Data entries
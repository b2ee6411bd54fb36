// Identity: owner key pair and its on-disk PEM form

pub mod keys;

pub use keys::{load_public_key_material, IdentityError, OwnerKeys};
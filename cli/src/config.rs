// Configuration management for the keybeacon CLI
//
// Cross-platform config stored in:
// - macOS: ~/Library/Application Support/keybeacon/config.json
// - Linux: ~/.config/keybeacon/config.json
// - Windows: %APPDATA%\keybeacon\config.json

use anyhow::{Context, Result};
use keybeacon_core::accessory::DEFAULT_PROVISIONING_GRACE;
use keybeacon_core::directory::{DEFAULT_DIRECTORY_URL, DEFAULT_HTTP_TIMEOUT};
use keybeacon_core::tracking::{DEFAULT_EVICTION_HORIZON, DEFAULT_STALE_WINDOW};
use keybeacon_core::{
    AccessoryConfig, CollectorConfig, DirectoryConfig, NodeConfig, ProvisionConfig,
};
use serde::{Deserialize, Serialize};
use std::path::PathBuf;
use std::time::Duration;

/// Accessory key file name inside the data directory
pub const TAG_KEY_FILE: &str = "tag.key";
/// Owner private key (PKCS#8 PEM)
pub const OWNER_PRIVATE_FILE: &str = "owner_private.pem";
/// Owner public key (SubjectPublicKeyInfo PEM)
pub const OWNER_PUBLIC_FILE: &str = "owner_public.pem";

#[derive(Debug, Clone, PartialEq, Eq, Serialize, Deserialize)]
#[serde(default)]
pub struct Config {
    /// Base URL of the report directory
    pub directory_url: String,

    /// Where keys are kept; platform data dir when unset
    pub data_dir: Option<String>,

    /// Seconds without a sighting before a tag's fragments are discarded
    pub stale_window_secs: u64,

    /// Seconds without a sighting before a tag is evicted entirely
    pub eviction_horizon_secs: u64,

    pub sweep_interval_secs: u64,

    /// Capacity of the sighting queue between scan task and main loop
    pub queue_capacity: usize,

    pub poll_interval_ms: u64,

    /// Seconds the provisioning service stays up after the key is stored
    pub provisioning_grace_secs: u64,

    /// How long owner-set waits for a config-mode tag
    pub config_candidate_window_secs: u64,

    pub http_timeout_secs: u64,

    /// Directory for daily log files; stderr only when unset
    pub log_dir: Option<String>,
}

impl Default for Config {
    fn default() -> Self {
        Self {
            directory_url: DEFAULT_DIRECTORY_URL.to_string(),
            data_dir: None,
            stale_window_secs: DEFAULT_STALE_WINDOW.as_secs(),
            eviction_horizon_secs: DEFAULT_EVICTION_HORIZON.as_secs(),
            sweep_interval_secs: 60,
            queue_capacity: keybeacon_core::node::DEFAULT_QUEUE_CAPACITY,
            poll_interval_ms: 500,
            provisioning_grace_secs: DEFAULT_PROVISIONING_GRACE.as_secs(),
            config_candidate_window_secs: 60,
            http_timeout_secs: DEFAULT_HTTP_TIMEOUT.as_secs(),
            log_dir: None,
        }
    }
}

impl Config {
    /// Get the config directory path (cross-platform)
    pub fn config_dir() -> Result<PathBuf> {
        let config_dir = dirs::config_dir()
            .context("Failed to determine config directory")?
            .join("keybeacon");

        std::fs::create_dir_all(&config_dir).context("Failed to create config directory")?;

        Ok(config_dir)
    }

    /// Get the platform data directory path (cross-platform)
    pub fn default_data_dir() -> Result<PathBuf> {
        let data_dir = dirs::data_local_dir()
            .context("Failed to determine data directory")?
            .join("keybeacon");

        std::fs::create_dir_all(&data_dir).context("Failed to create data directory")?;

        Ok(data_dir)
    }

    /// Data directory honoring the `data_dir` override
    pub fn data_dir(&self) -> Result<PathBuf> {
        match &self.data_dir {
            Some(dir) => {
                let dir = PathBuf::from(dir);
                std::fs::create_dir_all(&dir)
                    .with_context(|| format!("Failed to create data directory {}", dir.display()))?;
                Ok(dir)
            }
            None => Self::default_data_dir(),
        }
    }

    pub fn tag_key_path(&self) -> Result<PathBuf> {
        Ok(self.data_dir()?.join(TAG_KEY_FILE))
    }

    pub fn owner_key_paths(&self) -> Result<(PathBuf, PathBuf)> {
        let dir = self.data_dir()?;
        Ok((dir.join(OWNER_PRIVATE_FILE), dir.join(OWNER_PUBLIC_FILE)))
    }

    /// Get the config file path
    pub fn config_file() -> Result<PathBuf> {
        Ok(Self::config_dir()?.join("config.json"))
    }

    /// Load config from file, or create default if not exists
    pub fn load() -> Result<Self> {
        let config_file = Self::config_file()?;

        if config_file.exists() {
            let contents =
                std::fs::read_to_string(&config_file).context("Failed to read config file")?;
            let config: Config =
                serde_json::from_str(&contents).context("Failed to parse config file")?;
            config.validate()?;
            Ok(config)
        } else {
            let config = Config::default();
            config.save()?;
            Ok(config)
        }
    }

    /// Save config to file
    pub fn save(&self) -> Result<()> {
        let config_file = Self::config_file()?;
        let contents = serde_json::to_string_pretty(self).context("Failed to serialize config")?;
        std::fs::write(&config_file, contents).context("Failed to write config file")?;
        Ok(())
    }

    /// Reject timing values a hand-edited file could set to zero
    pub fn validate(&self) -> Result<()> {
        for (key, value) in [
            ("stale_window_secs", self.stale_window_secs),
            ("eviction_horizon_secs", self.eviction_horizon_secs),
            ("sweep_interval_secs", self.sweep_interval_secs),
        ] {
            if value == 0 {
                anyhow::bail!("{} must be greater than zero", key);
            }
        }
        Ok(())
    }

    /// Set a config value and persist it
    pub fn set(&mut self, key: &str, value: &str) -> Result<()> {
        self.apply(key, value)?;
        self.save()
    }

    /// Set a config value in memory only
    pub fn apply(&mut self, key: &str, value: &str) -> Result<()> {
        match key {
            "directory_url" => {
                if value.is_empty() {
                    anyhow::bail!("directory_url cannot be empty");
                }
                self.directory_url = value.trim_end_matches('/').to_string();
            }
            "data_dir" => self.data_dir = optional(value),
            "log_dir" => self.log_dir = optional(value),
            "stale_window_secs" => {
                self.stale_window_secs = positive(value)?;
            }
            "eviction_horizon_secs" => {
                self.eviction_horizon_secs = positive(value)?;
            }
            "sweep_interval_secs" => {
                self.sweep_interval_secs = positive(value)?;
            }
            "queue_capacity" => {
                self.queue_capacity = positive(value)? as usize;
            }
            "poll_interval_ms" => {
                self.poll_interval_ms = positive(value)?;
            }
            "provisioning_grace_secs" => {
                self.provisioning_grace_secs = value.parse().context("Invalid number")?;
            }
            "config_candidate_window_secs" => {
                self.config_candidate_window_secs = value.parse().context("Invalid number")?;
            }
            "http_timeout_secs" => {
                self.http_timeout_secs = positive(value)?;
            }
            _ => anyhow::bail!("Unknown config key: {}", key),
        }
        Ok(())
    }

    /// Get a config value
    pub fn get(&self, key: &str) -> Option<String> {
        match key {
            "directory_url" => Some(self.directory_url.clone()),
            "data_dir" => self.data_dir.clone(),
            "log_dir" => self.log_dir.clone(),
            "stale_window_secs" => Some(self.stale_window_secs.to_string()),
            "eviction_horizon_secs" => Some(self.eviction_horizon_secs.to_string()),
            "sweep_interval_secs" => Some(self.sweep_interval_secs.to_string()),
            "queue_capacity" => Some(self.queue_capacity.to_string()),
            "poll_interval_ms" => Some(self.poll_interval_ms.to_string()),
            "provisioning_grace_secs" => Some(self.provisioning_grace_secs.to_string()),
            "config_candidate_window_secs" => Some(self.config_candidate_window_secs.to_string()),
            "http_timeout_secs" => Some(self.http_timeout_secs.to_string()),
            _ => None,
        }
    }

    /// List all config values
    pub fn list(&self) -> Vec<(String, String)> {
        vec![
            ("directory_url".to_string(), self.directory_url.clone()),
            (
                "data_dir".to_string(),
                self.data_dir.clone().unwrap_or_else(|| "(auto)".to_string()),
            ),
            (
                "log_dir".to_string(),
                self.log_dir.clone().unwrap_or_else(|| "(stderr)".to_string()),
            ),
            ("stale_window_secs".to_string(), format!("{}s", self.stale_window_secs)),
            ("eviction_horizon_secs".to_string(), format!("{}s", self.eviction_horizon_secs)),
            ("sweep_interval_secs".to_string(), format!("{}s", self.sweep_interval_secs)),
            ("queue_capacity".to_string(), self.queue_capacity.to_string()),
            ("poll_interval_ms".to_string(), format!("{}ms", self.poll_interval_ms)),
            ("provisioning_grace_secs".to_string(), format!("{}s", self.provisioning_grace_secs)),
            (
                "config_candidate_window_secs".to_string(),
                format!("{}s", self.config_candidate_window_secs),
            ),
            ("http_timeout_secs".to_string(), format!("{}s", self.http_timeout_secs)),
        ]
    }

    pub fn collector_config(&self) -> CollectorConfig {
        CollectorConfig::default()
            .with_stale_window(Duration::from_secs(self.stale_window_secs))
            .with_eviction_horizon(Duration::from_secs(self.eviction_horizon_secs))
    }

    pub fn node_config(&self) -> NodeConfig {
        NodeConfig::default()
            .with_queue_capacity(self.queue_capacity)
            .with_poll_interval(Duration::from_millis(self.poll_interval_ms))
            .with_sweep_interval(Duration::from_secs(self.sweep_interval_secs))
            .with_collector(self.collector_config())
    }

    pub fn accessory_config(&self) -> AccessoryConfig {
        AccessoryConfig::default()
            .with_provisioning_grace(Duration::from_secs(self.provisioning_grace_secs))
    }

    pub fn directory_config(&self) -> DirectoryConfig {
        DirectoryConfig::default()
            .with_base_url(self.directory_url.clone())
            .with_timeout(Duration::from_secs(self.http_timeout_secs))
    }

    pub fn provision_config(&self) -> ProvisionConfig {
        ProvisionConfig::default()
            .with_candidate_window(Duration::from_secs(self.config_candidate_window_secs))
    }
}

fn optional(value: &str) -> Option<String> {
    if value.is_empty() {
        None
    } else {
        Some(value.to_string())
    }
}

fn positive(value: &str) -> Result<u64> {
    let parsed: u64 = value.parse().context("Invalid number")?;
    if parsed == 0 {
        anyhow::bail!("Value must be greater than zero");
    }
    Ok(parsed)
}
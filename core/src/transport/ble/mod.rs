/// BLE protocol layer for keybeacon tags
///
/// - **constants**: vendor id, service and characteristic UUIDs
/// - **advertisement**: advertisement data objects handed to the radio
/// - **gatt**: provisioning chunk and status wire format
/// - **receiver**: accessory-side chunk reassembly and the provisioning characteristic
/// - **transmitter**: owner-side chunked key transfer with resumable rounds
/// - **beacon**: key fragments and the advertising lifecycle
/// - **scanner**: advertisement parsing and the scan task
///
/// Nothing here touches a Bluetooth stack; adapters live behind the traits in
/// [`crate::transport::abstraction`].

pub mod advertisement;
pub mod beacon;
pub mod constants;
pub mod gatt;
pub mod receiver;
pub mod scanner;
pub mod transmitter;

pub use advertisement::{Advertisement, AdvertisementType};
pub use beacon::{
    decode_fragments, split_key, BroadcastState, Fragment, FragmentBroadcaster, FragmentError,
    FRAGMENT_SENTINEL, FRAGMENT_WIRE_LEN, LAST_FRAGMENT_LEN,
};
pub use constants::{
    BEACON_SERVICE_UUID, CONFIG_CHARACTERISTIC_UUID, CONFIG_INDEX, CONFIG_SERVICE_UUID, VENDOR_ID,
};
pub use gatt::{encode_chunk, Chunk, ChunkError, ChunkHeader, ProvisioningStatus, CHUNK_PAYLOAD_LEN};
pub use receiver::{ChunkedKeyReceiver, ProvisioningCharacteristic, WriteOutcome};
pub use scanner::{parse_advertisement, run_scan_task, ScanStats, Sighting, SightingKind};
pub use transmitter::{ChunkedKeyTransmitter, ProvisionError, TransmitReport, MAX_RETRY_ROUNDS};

**TASK DETAILS:** In the answer, give the lines from the first line of the data through the line with "the report directory", exactly as they appear and with no additions.

**TASK OUTPUT:**
repository b2ee6411bd54fb36
// Identity: owner key pair and its on-disk PEM form

pub mod keys;

pub use keys::{load_public_key_material, IdentityError, OwnerKeys};
filename cli/src/config.rs
// Configuration management for the keybeacon CLI
//
// Cross-platform config stored in:
// - macOS: ~/Library/Application Support/keybeacon/config.json
// - Linux: ~/.config/keybeacon/config.json
// - Windows: %APPDATA%\keybeacon\config.json

use anyhow::{Context, Result};
use keybeacon_core::accessory::DEFAULT_PROVISIONING_GRACE;
use keybeacon_core::directory::{DEFAULT_DIRECTORY_URL, DEFAULT_HTTP_TIMEOUT};
use keybeacon_core::tracking::{DEFAULT_EVICTION_HORIZON, DEFAULT_STALE_WINDOW};
use keybeacon_core::{
    AccessoryConfig, CollectorConfig, DirectoryConfig, NodeConfig, ProvisionConfig,
};
use serde::{Deserialize, Serialize};
use std::path::PathBuf;
use std::time::Duration;

/// Accessory key file name inside the data directory
pub const TAG_KEY_FILE: &str = "tag.key";
/// Owner private key (PKCS#8 PEM)
pub const OWNER_PRIVATE_FILE: &str = "owner_private.pem";
/// Owner public key (SubjectPublicKeyInfo PEM)
pub const OWNER_PUBLIC_FILE: &str = "owner_public.pem";

#[derive(Debug, Clone, PartialEq, Eq, Serialize, Deserialize)]
#[serde(default)]
pub struct Config {
    /// Base URL of the report directory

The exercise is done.